Highnote was stunned. “This has been an internal matter, and it’s a damned sight premature to be talking about prosecution.”
“I can’t agree,” Innes said. “Especially in light of what happened last night.”
“You’ve obviously seen my report. We damned near had him. But I think he showed remarkable restraint under the circumstances in avoiding any civilian casualties.”
“We’ll certainly get back to that, Bob. But for now I’m speaking about another incident.” Innes glanced at the NSA man, Quarmby. “This will probably not come as a surprise to you.”
“Like the others, I’m here and I’m listening,” Quarmby said. “Last night James and Liam O’Haire were murdered at the federal penitentiary at Marion, Illinois. Their bodies were found in a trash container ready for shipment off prison grounds. They’d been stabbed at least one hundred times.” Quarmby’s eyebrows rose. “If you understand the significance that act has for the NSA, then I commend you on your range of information.”
“The President handed me everything this morning. There will be no secrets among us in this room. I can’t stress the importance of this business too strongly.”
“None of us expected the O’Haire
s to last very long in a generalpopulation prison,” Highnote said. “But evidently I’m missing something of significance.”
“Yesterday afternoon a National Security Agency communications intercept unit at Fort Meade recorded a high-speed burst transmission emanating from Moscow and directed to an as yet unknown location here in the Washington area,” Innes said.
“Our guess, of course, would be the Soviet Embassy,” Quarmby added.
“A portion of that message was decoded last night. Unfortunately it came too late to be of any use. Two names showed up in the message: McAllister and O’Haire.”
“McAllister couldn’t have killed them, if that’s what you’re driving at,” Highnote said.
“That’s right,” Innes said. “But the message does prove, or at least strongly suggest, a connection.”
“You’ve no doubt read all my reports. You must know our assessment.”
“You’re talking about his arrest and incarceration at the KGB’s Lubyanka center?”
“They had him for more than a month, Paul. God only knows what they did to him there, how they… altered him.”
Innes nodded thoughtfully. “You’ve spoken with him twice. Face-to-face. You tell me how he appeared to you. Was he deranged?”
“He’s driven, I can tell you that much. And yes, he is changed.

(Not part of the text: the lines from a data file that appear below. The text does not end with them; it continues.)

//! # Slot Pool Benchmark
//!
//! ARCHITECT'S REQUIREMENTS:
//! - O(1) allocate and free
//! - 0 allocations after construction
//! - Handle validation must stay in the noise
//!
//! Run with: `cargo bench --package oroboros_pool`

// Benchmarks don't need docs
#![allow(missing_docs)]

use criterion::{black_box, criterion_group, criterion_main, BenchmarkId, Criterion};
use oroboros_pool::{Handle, SlotPool};

/// Matches the default emitter budget.
const POOL_CAPACITY: usize = 256;

/// Benchmark: fill a pool, then empty it.
fn bench_fill_and_drain(c: &mut Criterion) {
    let mut group = c.benchmark_group("fill_and_drain");

    for capacity in [POOL_CAPACITY, 4096, 65_536] {
        group.bench_with_input(
            BenchmarkId::from_parameter(capacity),
            &capacity,
            |b, &capacity| {
                let mut pool: SlotPool<[f32; 4]> = SlotPool::new(capacity);
                let mut handles: Vec<Handle<[f32; 4]>> = Vec::with_capacity(capacity);
                b.iter(|| {
                    for _ in 0..capacity {
                        if let Ok(handle) = pool.allocate_with([1.0; 4]) {
                            handles.push(handle);
                        }
                    }
                    for handle in handles.drain(..) {
                        black_box(pool.free(handle));
                    }
                });
            },
        );
    }

    group.finish();
}

/// Benchmark: steady-state churn on a half-full pool.
fn bench_churn(c: &mut Criterion) {
    let mut pool: SlotPool<u64> = SlotPool::new(POOL_CAPACITY);
    for i in 0..POOL_CAPACITY / 2 {
        let _ = pool.allocate_with(i as u64);
    }

    c.bench_function("churn_free_then_allocate", |b| {
        b.iter(|| {
            if let Ok(handle) = pool.allocate_with(7) {
                black_box(pool.free(handle));
            }
        });
    });
}

/// Benchmark: lookups through live and stale handles.
fn bench_lookup(c: &mut Criterion) {
    let mut pool: SlotPool<u64> = SlotPool::new(POOL_CAPACITY);
    let live: Vec<_> = (0..POOL_CAPACITY as u64)
        .filter_map(|i| pool.allocate_with(i).ok())
        .collect();
    let stale: Vec<_> = live.iter().map(|h| Handle::from_raw_parts(h.index(), h.generation() + 1)).collect();

    c.bench_function("get_live", |b| {
        b.iter(|| {
            let mut sum = 0u64;
            for handle in &live {
                if let Ok(value) = pool.get(*handle) {
                    sum += *value;
                }
            }
            black_box(sum)
        });
    });

    c.bench_function("get_stale", |b| {
        b.iter(|| {
            let misses = stale.iter().filter(|h| pool.get(**h).is_err()).count();
            black_box(misses)
        });
    });
}

criterion_group!(benches, bench_fill_and_drain, bench_churn, bench_lookup);
criterion_main!(benches);
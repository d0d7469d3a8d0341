use anyhow::Context;
use clap::Parser;
use std::sync::Arc;
use std::time::Duration;
use tracing_subscriber::EnvFilter;
use tracing_subscriber::{layer::SubscriberExt, util::SubscriberInitExt};

use trapvalue_core::config::Settings;
use trapvalue_core::ingest::progress::{JobRegistry, JobStatus};
use trapvalue_core::ingest::provider::{HttpJsonMarketData, MarketDataSource};
use trapvalue_core::ingest::seeder::{SeedConfig, SeedRequest, Seeder};
use trapvalue_core::storage::memory::MemoryStore;
use trapvalue_core::storage::postgres::PgStore;
use trapvalue_core::storage::SeedStore;

mod universe;

#[derive(Debug, Parser)]
#[command(name = "trapvalue_worker")]
struct Args {
    /// Comma-separated tickers. Defaults to the built-in S&P 500 sample.
    #[arg(long)]
    tickers: Option<String>,

    /// Re-fetch instruments that are already stored.
    #[arg(long)]
    force_refresh: bool,

    /// Instruments per commit (overrides SEED_BATCH_SIZE).
    #[arg(long)]
    batch_size: Option<usize>,

    /// Pause between instruments in milliseconds (overrides SEED_DELAY_MS).
    #[arg(long)]
    delay_ms: Option<u64>,

    /// Seed into an in-memory store instead of the database.
    #[arg(long)]
    dry_run: bool,
}

#[tokio::main]
async fn main() -> anyhow::Result<()> {
    dotenvy::dotenv().ok();

    let settings = Settings::from_env()?;
    let _sentry_guard = init_sentry(&settings);

    tracing_subscriber::registry()
        .with(EnvFilter::from_default_env())
        .with(tracing_subscriber::fmt::layer())
        .with(sentry_tracing::layer())
        .init();

    let args = Args::parse();

    let request = SeedRequest::new(
        universe::resolve_tickers(args.tickers.as_deref()),
        args.force_refresh,
    )?;

    let mut config = SeedConfig::from_env();
    if let Some(n) = args.batch_size {
        config.batch_size = n.max(1);
    }
    if let Some(ms) = args.delay_ms {
        config.delay = Duration::from_millis(ms);
    }

    let source: Arc<dyn MarketDataSource> = Arc::new(HttpJsonMarketData::from_settings(&settings)?);

    let store: Arc<dyn SeedStore> = if args.dry_run {
        tracing::info!(dry_run = true, "seeding into in-memory store");
        Arc::new(MemoryStore::new())
    } else {
        let db_url = settings.require_database_url()?;
        let pool = sqlx::postgres::PgPoolOptions::new()
            .max_connections(5)
            .connect(db_url)
            .await
            .context("connect DATABASE_URL failed")?;
        trapvalue_core::storage::migrate(&pool).await?;
        Arc::new(PgStore::new(pool))
    };

    let seeder = Seeder::new(source.clone(), store, JobRegistry::new(), config.clone());

    tracing::info!(
        source = source.source_name(),
        tickers = request.tickers.len(),
        batch_size = config.batch_size,
        delay_ms = config.delay.as_millis() as u64,
        force_refresh = request.force_refresh,
        "worker seed run starting"
    );

    let progress = seeder.seed(&request).await?;

    for e in &progress.errors {
        tracing::warn!(ticker = %e.ticker, error = %e.error, "ticker not seeded");
    }

    if progress.status == JobStatus::Error {
        let err = anyhow::anyhow!(
            "seed job {} aborted after {} of {} tickers",
            progress.job_id,
            progress.processed,
            progress.total
        );
        sentry_anyhow::capture_anyhow(&err);
        return Err(err);
    }

    tracing::info!(
        job_id = %progress.job_id,
        successful = progress.successful,
        failed = progress.failed,
        "worker seed run finished"
    );
    Ok(())
}

fn init_sentry(settings: &Settings) -> Option<sentry::ClientInitGuard> {
    let dsn = settings.sentry_dsn.as_deref()?;
    Some(sentry::init((
        dsn,
        sentry::ClientOptions {
            release: sentry::release_name!(),
            ..Default::default()
        },
    )))
}
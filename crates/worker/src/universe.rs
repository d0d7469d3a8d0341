/// Large-cap sample used when no tickers are given on the command line.
/// Share classes use a dash (`BRK-B`), as the market data source expects.
pub const FALLBACK_SP500_SAMPLE: &[&str] = &[
    "AAPL", "MSFT", "GOOGL", "AMZN", "NVDA", "META", "TSLA", "BRK-B", "UNH", "JNJ", "JPM", "V",
    "PG", "XOM", "HD", "CVX", "MA", "ABBV", "MRK", "LLY", "PEP", "KO", "COST", "AVGO", "TMO",
    "WMT", "MCD", "CSCO", "ACN", "ABT", "DHR", "VZ", "NEE", "ADBE", "CMCSA", "TXN", "PM", "NKE",
    "WFC", "BMY", "UPS", "RTX", "ORCL", "HON", "QCOM", "COP", "LOW", "SPGI", "MS", "BA",
];

/// Tickers from a comma-separated flag, or the fallback sample when absent.
pub fn resolve_tickers(arg: Option<&str>) -> Vec<String> {
    match arg {
        Some(list) => list.split(',').map(str::to_string).collect(),
        None => FALLBACK_SP500_SAMPLE.iter().map(|t| t.to_string()).collect(),
    }
}
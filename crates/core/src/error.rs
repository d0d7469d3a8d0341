use thiserror::Error;

/// Domain failures surfaced to callers of the core (gameplay and seeding).
///
/// Infrastructure code returns `anyhow::Result`; it is wrapped into
/// [`Error::Internal`] at the boundary where a typed signal is needed.
#[derive(Debug, Error)]
pub enum Error {
    #[error("not found: {0}")]
    NotFound(String),

    #[error("company not found: {ticker}")]
    CompanyNotFound { ticker: String },

    #[error("no price history found for {ticker}")]
    NoPriceHistory { ticker: String },

    #[error("data unavailable: {0}")]
    DataUnavailable(String),

    #[error("invalid input: {0}")]
    Validation(String),

    #[error("conflict: {0}")]
    Conflict(String),

    #[error("upstream request failed: {0}")]
    TransientUpstream(String),

    #[error(transparent)]
    Internal(#[from] anyhow::Error),
}

impl Error {
    pub fn invalid_choice(choice: &str) -> Self {
        Error::Validation(format!("choice must be 'value' or 'trap' (got '{choice}')"))
    }

    /// True for failures a caller may reasonably retry later.
    pub fn is_transient(&self) -> bool {
        matches!(self, Error::TransientUpstream(_))
    }
}

pub type Result<T, E = Error> = std::result::Result<T, E>;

At the very least they gave him massive doses of drugs, and possibly some torture. He admitted just about everything to them. William Lacey, our charge d’affaires in Moscow, was given a copy of his confession. There was a lot of fallout.”
“Fallout?” Innes asked. “What exactly is meant by that?”
“McAllister named a lot of names. Many of them were still active behind the Iron Curtain. There wasn’t much we could do to help them, because of the timing. The Russians had the information, at least some of it, for weeks before we were given a chance to see his confession.”